Designed as an intergenerational community where older residents grow food, share meals, and live independently within reach of assistance. Home Farm collapses the usual binary between “the cared for” and “the carer.”
Here, the architecture is the caregiver. Gardens, dining halls, and shaded walkways replace clinics and corridors.
Both projects address a shared anxiety of modern life: isolation, whether through too much independence or too much dependence.
They propose different but complementary responses:
Alone Together restores connection to solitude.
Home Farm restores dignity to dependency.
Together they form a new typology for the contemporary city a continuum of living that acknowledges how human needs shift not just with age, but with circumstance.
from gutenberg to gpt: the great levelling
To understand these architectures, it helps to look beyond buildings.
Technological revolutions have always redefined the conditions of being human.
When Gutenberg’s press appeared in the fifteenth century, it liberated knowledge from the few and gave it to the many. The printed word became the first mass technology of thought. It taught us to read and in doing so, changed what it meant to think.
AI is our modern equivalent. It dismantles the scarcity of expertise, automating skills once thought uniquely human, writing, drawing, reasoning. It is an extraordinary leveller: as the Gutenberg’s press democratised literacy, AI democratizes cognition.
But this levelling comes at a cost. When intelligence becomes abundant, attention becomes scarce.
In a world that can simulate almost everything, the analogue, the unrepeatable, the slow and perhaps what is felt becomes our last true luxury.
THE LAST ANALOGUE
Architecture, like love, is stubbornly analogue.
It cannot be digitised without losing its meaning. It requires touch, time, and weather. It demands the friction that algorithms try to erase.

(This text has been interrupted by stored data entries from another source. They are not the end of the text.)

#![warn(missing_docs)]
#![warn(clippy::missing_docs_in_private_items)]

//! Feedback text assembly for branch classifications.

use super::{BranchKind, ClassificationStatus};

/// Returns the terminal recommendation line for a status.
///
/// The line is derived from the final status and nowhere else, so the
/// recommendation can never disagree with the classification it closes.
pub fn recommendation_line(status: ClassificationStatus) -> &'static str {
    match status {
        ClassificationStatus::Approved => "### AI Recommendation: APPROVE",
        ClassificationStatus::Rejected => "### AI Recommendation: REJECT",
        ClassificationStatus::NeedsChanges | ClassificationStatus::Pending => {
            "### AI Recommendation: REQUEST CHANGES"
        }
    }
}

/// Assembles the feedback body for the feature/hotfix variants from their
/// signal lists, closing with the recommendation line for `status`.
pub fn assemble(
    kind: BranchKind,
    branch_name: &str,
    positives: &[String],
    issues: &[String],
    suggestions: &[String],
    status: ClassificationStatus,
) -> String {
    let mut feedback = format!("## {kind} Branch Review: `{branch_name}`\n\n");

    let mut section = |title: &str, items: &[String]| {
        if !items.is_empty() {
            feedback.push_str(&format!("### {title}\n"));
            for item in items {
                feedback.push_str(&format!("- {item}\n"));
            }
            feedback.push('\n');
        }
    };
    section("Strengths", positives);
    section("Issues Found", issues);
    section("Suggestions", suggestions);

    feedback.push_str(recommendation_line(status));
    feedback
}

/// Feedback for a direct commit to the default branch.
pub fn main_branch(branch_name: &str) -> String {
    format!(
        "## CRITICAL WARNING: Direct Commit to {branch_name}\n\n### Issue\nDirect commits to the \
         {branch_name} branch are not allowed.\n\n### Required Actions\n1. Create a feature \
         branch from {branch_name}\n2. Make your changes in the feature branch\n3. Open a pull \
         request for review\n4. Only merge to {branch_name} through approved pull requests\n\n### \
         Branch Naming Convention\n- Feature: `feature/your-feature-name`\n- Hotfix: \
         `hotfix/issue-description`\n- Bugfix: `bugfix/bug-description`\n\n{}",
        recommendation_line(ClassificationStatus::Rejected)
    )
}

/// Feedback for branches outside the recognized naming conventions.
pub fn other_branch(branch_name: &str) -> String {
    format!(
        "## Branch Review: `{branch_name}`\n\n### Branch Type\nOther/Custom\n\n### \
         Recommendation\nConsider following standard branch naming conventions:\n- `feature/` - \
         For new features\n- `hotfix/` - For urgent production fixes\n- `bugfix/` - For bug \
         fixes\n- `chore/` - For maintenance tasks\n\n### Current Assessment\nManual review \
         recommended\n\n{}",
        recommendation_line(ClassificationStatus::Pending)
    )
}
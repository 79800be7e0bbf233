#![warn(missing_docs)]
#![warn(clippy::missing_docs_in_private_items)]

//! Typed errors shared across the grading pipeline and event intake.

use std::time::Duration;

use thiserror::Error;

/// Rejections raised while validating a grading submission, before any work
/// is performed.
#[derive(Debug, Error)]
pub enum ValidationError {
    /// The repository URL is missing or does not resolve to an `owner/repo`
    /// pair on the configured host.
    #[error("invalid or missing repository URL: {0:?}")]
    InvalidRepositoryUrl(String),
    /// The branch name is missing or blank.
    #[error("invalid or missing branch name")]
    MissingBranchName,
    /// The instructor's grading instructions are missing or blank.
    #[error("invalid or missing grading instructions")]
    MissingInstructions,
}

/// Failures while fetching and unpacking a submission archive.
#[derive(Debug, Error)]
pub enum AcquisitionError {
    /// The URL did not match the `github.com/{owner}/{repo}` shape.
    #[error("repository URL does not match an owner/repo shape: {0:?}")]
    InvalidUrl(String),
    /// The downloaded archive had no single root directory to extract.
    #[error("archive for `{reference}` is empty or malformed")]
    EmptyOrMalformedArchive {
        /// The ref whose archive was requested.
        reference: String,
    },
    /// The archive exceeded the configured size cap.
    #[error("archive exceeds the {limit_bytes} byte limit")]
    ArchiveTooLarge {
        /// Maximum number of bytes the acquirer will accept.
        limit_bytes: u64,
    },
    /// The hosting API answered with a non-success status.
    #[error("archive download for `{reference}` failed with HTTP {status}")]
    HttpStatus {
        /// HTTP status code returned by the hosting API.
        status:    u16,
        /// The ref whose archive was requested.
        reference: String,
    },
    /// The download did not complete within the configured deadline.
    #[error("archive download timed out after {0:?}")]
    Timeout(Duration),
    /// Network-level failure talking to the hosting API.
    #[error("network failure during archive download: {0}")]
    Network(#[from] reqwest::Error),
    /// Filesystem failure while staging the workspace.
    #[error("workspace I/O failure: {0}")]
    Io(#[from] std::io::Error),
    /// The downloaded bytes were not a readable archive.
    #[error("could not read archive: {0}")]
    Archive(#[from] zip::result::ZipError),
}

/// Failures talking to the durable record store.
#[derive(Debug, Error)]
pub enum PersistenceError {
    /// No record store credentials were configured.
    #[error("record store is not configured; set SUPABASE_URL and SUPABASE_ANON_KEY")]
    Unconfigured,
    /// Transport-level failure reaching the store.
    #[error("record store request failed: {0}")]
    Transport(#[from] reqwest::Error),
    /// The store answered with a non-success status.
    #[error("record store rejected the request: {message}")]
    Backend {
        /// Response body returned by the store.
        message: String,
    },
    /// A stored row or outgoing record could not be (de)serialized.
    #[error("could not decode record payload: {0}")]
    Decode(#[from] serde_json::Error),
    /// No record exists with the requested id.
    #[error("no review record found with id `{id}`")]
    NotFound {
        /// The id that was looked up.
        id: String,
    },
}

/// Top-level failure modes of a grading call.
///
/// Scorer and configuration failures never appear here: the quality adapter
/// downgrades them to a zero-score result so grading degrades gracefully
/// instead of aborting (see [`crate::quality`]).
#[derive(Debug, Error)]
pub enum GradeError {
    /// The submission was malformed; nothing was executed.
    #[error(transparent)]
    Validation(#[from] ValidationError),
    /// The submission content could not be acquired.
    #[error(transparent)]
    Acquisition(#[from] AcquisitionError),
    /// The final result could not be persisted (the dedup read path fails
    /// open and never raises this).
    #[error(transparent)]
    Persistence(#[from] PersistenceError),
}

/// Rejections raised while verifying and parsing an incoming change event.
#[derive(Debug, Error)]
pub enum EventError {
    /// No webhook secret is configured, so nothing can be verified.
    #[error("no webhook secret configured; set GITHUB_WEBHOOK_SECRET")]
    MissingSecret,
    /// The event carried no signature header.
    #[error("change event is missing a signature header")]
    MissingSignature,
    /// The signature header was not of the form `sha256=<hex>`.
    #[error("change event signature header is malformed")]
    MalformedSignature,
    /// The keyed hash over the raw payload did not match the signature.
    #[error("change event signature does not match the payload")]
    SignatureMismatch,
    /// The verified payload could not be parsed into a change event.
    #[error("change event payload is malformed: {0}")]
    MalformedPayload(#[from] serde_json::Error),
    /// Persisting the classification result failed.
    #[error(transparent)]
    Persistence(#[from] PersistenceError),
}
use anyhow::{Context, Result, bail};
use bpaf::*;
use colored::Colorize;
use dotenvy::dotenv;
use gavel::{
    acquire::RepositoryAcquirer,
    aggregate::GradingStatus,
    config,
    github::GitHubClient,
    grade::{GradeReport, Grader, ModuleRubric, Submission},
    quality::AiQualityScorer,
    review::ReviewClassifier,
    store::{PostgrestStore, RecordStore, ReviewRecord},
    webhook::{EventDisposition, WebhookHandler, sign_payload},
};
use tabled::{
    Table, Tabled,
    settings::{Alignment, Modify, Panel, Style, Width, object::Rows},
};
use tracing::{Level, metadata::LevelFilter};
use tracing_subscriber::{fmt, prelude::*, util::SubscriberInitExt};

/// Top-level CLI commands.
#[derive(Debug, Clone)]
enum Cmd {
    /// Grade a branch against instructor-supplied criteria
    Grade(Option<String>, String, String, String),
    /// Grade a branch against a module rubric
    Module(Option<String>, Option<PathBuf>, String, Option<String>),
    /// Classify a change-request branch locally
    Review(String, Option<PathBuf>),
    /// Deliver a change event from a payload file
    Event(Option<String>, PathBuf),
    /// List reviews awaiting instructor action
    Pending,
    /// Approve a pending review
    Approve(String),
    /// Reject a pending review
    Reject(String),
    /// List the branches of a repository
    Branches(String),
    /// Report which collaborators are configured
    Health,
}

/// Parse the command line arguments and return a `Cmd` enum
fn options() -> Cmd {
    /// parses the repository URL
    fn url() -> impl Parser<String> {
        positional("URL").help("Repository URL (https://github.com/owner/repo)")
    }

    /// parses a required branch name
    fn branch() -> impl Parser<String> {
        positional("BRANCH").help("Branch to grade")
    }

    /// parses the submitter option
    fn submitter() -> impl Parser<Option<String>> {
        short('s')
            .long("submitter")
            .help("Submitter identifier, part of the dedup key")
            .argument("NAME")
            .optional()
    }

    let grade = {
        /// parses instructor criteria text
        fn instructions() -> impl Parser<String> {
            positional("CRITERIA").help("Instructor grading criteria text")
        }

        construct!(Cmd::Grade(submitter(), url(), branch(), instructions()))
            .to_options()
            .command("grade")
            .help("Grade a submission branch against instructor criteria")
    };

    let module = {
        /// parses the module rubric file option
        fn rubric() -> impl Parser<Option<PathBuf>> {
            short('r')
                .long("rubric")
                .help("Module rubric JSON file (defaults to the built-in HTML/CSS module)")
                .argument::<PathBuf>("FILE")
                .optional()
        }

        /// parses an optional branch name
        fn opt_branch() -> impl Parser<Option<String>> {
            positional("BRANCH").help("Branch to grade (defaults to main)").optional()
        }

        construct!(Cmd::Module(submitter(), rubric(), url(), opt_branch()))
            .to_options()
            .command("module")
            .help("Grade a submission branch against a module rubric")
    };

    let review = {
        /// parses the diff file positional
        fn diff_file() -> impl Parser<Option<PathBuf>> {
            positional::<PathBuf>("DIFF")
                .help("File holding the diff or code sample")
                .optional()
        }

        construct!(Cmd::Review(branch(), diff_file()))
            .to_options()
            .command("review")
            .help("Classify a change-request branch from its name and diff")
    };

    let event = {
        /// parses the signature option
        fn signature() -> impl Parser<Option<String>> {
            long("signature")
                .help("sha256=<hex> signature header; computed locally when omitted")
                .argument("SIG")
                .optional()
        }

        /// parses the payload file positional
        fn payload() -> impl Parser<PathBuf> {
            positional::<PathBuf>("PAYLOAD").help("File holding the raw event payload")
        }

        construct!(Cmd::Event(signature(), payload()))
            .to_options()
            .command("event")
            .help("Verify and process a change event payload")
    };

    /// parses a review record id
    fn record_id() -> impl Parser<String> {
        positional("ID").help("Review record id")
    }

    let pending = pure(Cmd::Pending)
        .to_options()
        .command("pending")
        .help("List reviews awaiting instructor action");

    let approve = construct!(Cmd::Approve(record_id()))
        .to_options()
        .command("approve")
        .help("Approve a review and post its feedback");

    let reject = construct!(Cmd::Reject(record_id()))
        .to_options()
        .command("reject")
        .help("Reject a review and request changes");

    let branches = construct!(Cmd::Branches(url()))
        .to_options()
        .command("branches")
        .help("List the branches of a repository");

    let health = pure(Cmd::Health)
        .to_options()
        .command("health")
        .help("Report which collaborators are configured");

    let cmd = construct!([
        grade, module, review, event, pending, approve, reject, branches, health
    ]);

    cmd.to_options()
        .descr("Automated grading assistant and change-request reviewer")
        .run()
}

/// Builds the grading pipeline from the environment-backed configuration.
fn build_grader() -> Grader {
    let github = GitHubClient::from_config();
    let acquirer = RepositoryAcquirer::from_config(github);
    let scorer = AiQualityScorer::from_config();
    Grader::new(acquirer, scorer, record_store())
}

/// Returns the configured record store, if Supabase credentials are set.
fn record_store() -> Option<Arc<dyn RecordStore>> {
    PostgrestStore::from_config()
        .ok()
        .map(|store| Arc::new(store) as Arc<dyn RecordStore>)
}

That is why, in the age of AI, architecture matters more, not less. It holds the sensory ground on which empathy survives. It reminds us that belonging begins not in data, but in presence, in the warmth of a chair in the sun, in the rhythm of a neighbour’s footsteps, in the shared act of tending something that grows.
Home Farm and Alone Together are not simply typologies for living; they are acts of resistance. They protect what cannot be flattened: slowness, care, proximity, grace.
They remind us that architecture’s task is not to predict the future, but to humanise it.
If Gutenberg gave humanity the power to read, and AI gives us the power to reason, architecture must teach us once again how to feel how to dwell in a world that thinks too quickly, and touches too little.